Today's fun items are on a subject that I have a hard time dealing with (because I live in the past Frank says). I absolutely can not stand to see history in an abandoned state. While I understand the cost of preserving and saving some of these old sites would be enormous, Years and decades from now the history and learning value from these would be just as great. My greatest sadness is seeing abandoned buildings and railroad cars. Today I have been looking at and mourning the loss of some of the greatest joy many families had back in the day. I can just hear the laughter and squeals of joy. Smell the popcorn and fries. These are just a few of the abandoned Amusement Parks that are still standing, buried in the woods and memories of the past. With the exception of one, they are still out for the world to see.
Chippewa Lake Park
Built by the Pearce Family in the mid 1920's, the Big Dipper was one of three coasters in Chippewa Lake Park by the time the park closed.

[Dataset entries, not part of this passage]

//! Response caching with pluggable backends.
//!
//! Detail lookups against the catalog API are the main source of rate
//! limiting, so resolved records are cached for a while. A cache problem must
//! never fail the screen: [`JsonCache`] logs and carries on, returning a miss
//! on read failure and dropping the value on write failure.
//!
//! | Component | Description |
//! |-----------|-------------|
//! | [`CacheBackend`] | Trait for byte-oriented cache backends |
//! | [`MemoryCache`] | In-memory LRU cache with TTL |
//! | [`NullCache`] | No-op cache for disabling caching |
//! | [`JsonCache`] | Typed JSON wrapper over a backend |

mod backend;

pub use backend::{CacheBackend, MemoryCache, NullCache};

use serde::de::DeserializeOwned;
use serde::Serialize;
use std::sync::Arc;
use std::time::Duration;
use tracing::warn;

/// JSON view over a [`CacheBackend`] that swallows errors.
#[derive(Clone)]
pub struct JsonCache {
    backend: Arc<dyn CacheBackend>,
    ttl: Duration,
}

impl JsonCache {
    pub fn new(backend: Arc<dyn CacheBackend>, ttl: Duration) -> Self {
        Self { backend, ttl }
    }

    pub fn memory(max_entries: usize, ttl: Duration) -> Self {
        Self::new(Arc::new(MemoryCache::new(max_entries)), ttl)
    }

    pub fn disabled() -> Self {
        Self::new(Arc::new(NullCache::new()), Duration::ZERO)
    }

    pub fn backend_name(&self) -> &'static str {
        self.backend.name()
    }

    pub async fn get<T: DeserializeOwned>(&self, key: &str) -> Option<T> {
        let bytes = match self.backend.get(key).await {
            Ok(Some(bytes)) => bytes,
            Ok(None) => return None,
            Err(e) => {
                warn!(key, error = %e, "error reading cache");
                return None;
            }
        };
        match serde_json::from_slice(&bytes) {
            Ok(value) => Some(value),
            Err(e) => {
                warn!(key, error = %e, "discarding undecodable cache entry");
                if let Err(e) = self.backend.delete(key).await {
                    warn!(key, error = %e, "error evicting cache entry");
                }
                None
            }
        }
    }

    pub async fn set<T: Serialize>(&self, key: &str, value: &T) {
        let bytes = match serde_json::to_vec(value) {
            Ok(bytes) => bytes,
            Err(e) => {
                warn!(key, error = %e, "error encoding cache entry");
                return;
            }
        };
        if let Err(e) = self.backend.set(key, &bytes, self.ttl).await {
            warn!(key, error = %e, "error writing cache");
        }
    }
}

#[cfg(test)]
mod tests {
    use super::*;
    use serde::Deserialize;

    #[derive(Debug, PartialEq, Serialize, Deserialize)]
    struct Entry {
        id: u64,
        title: String,
    }

    #[tokio::test]
    async fn test_json_round_trip() {
        let cache = JsonCache::memory(8, Duration::from_secs(60));
        let entry = Entry {
            id: 21,
            title: "One Piece".into(),
        };
        cache.set("anime:21", &entry).await;
        assert_eq!(cache.get::<Entry>("anime:21").await, Some(entry));
    }

    #[tokio::test]
    async fn test_undecodable_entry_is_a_miss() {
        let backend = Arc::new(MemoryCache::new(8));
        backend
            .set("anime:1", b"not json", Duration::from_secs(60))
            .await
            .unwrap();
        let cache = JsonCache::new(backend.clone(), Duration::from_secs(60));
        assert_eq!(cache.get::<Entry>("anime:1").await, None);
        assert_eq!(backend.len().await.unwrap(), 0);
    }

    /// Serves garbage and refuses to delete it.
    struct StuckCache;

    #[async_trait::async_trait]
    impl CacheBackend for StuckCache {
        async fn get(&self, _key: &str) -> crate::Result<Option<Vec<u8>>> {
            Ok(Some(b"{truncated".to_vec()))
        }
        async fn set(&self, _key: &str, _value: &[u8], _ttl: Duration) -> crate::Result<()> {
            Ok(())
        }
        async fn delete(&self, _key: &str) -> crate::Result<bool> {
            Err(crate::Error::runtime(
                "cache store is read-only",
                crate::ErrorContext::new(),
            ))
        }
        async fn clear(&self) -> crate::Result<()> {
            Ok(())
        }
        async fn len(&self) -> crate::Result<usize> {
            Ok(1)
        }
        fn name(&self) -> &'static str {
            "stuck"
        }
    }

    #[tokio::test]
    async fn test_failed_eviction_is_still_a_miss() {
        let cache = JsonCache::new(Arc::new(StuckCache), Duration::from_secs(60));
        assert_eq!(cache.get::<Entry>("anime:1").await, None);
        assert_eq!(cache.get::<Entry>("anime:1").await, None);
    }

    #[tokio::test]
    async fn test_disabled_cache_always_misses() {
        let cache = JsonCache::disabled();
        cache.set("k", &1u32).await;
        assert_eq!(cache.get::<u32>("k").await, None);
        assert_eq!(cache.backend_name(), "null");
    }
}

Hidden on a lake shore in Medina County is one of the state's most unique forgotten treasures: the abandoned amusement park called Chippewa Lake. What you'll find there today is the tragic shell of a once-glorious family fun park, one with a history going back to the 1840s. Chippewa Lake had its own amusement park for precisely one hundred years--from 1878 through 1978, when the park's last owner, Continental Business Enterprises, finally threw in the towel. Now the rides--more importantly, the park itself--stand silent and overgrown in the shady woods, in a state roller coaster aficionados like to refer to as "Standing But Not Operating."
The Enchanted Forest
Once upon a time, there was a wonderful fairy tale themed amusement park in Ellicott City, Maryland called The Enchanted Forest. The Enchanted Forest officially opened on August 15, 1955.
Admission was one dollar for adults and fifty cents for children. At opening, the park was 20 acres, but it later expanded to 52 acres.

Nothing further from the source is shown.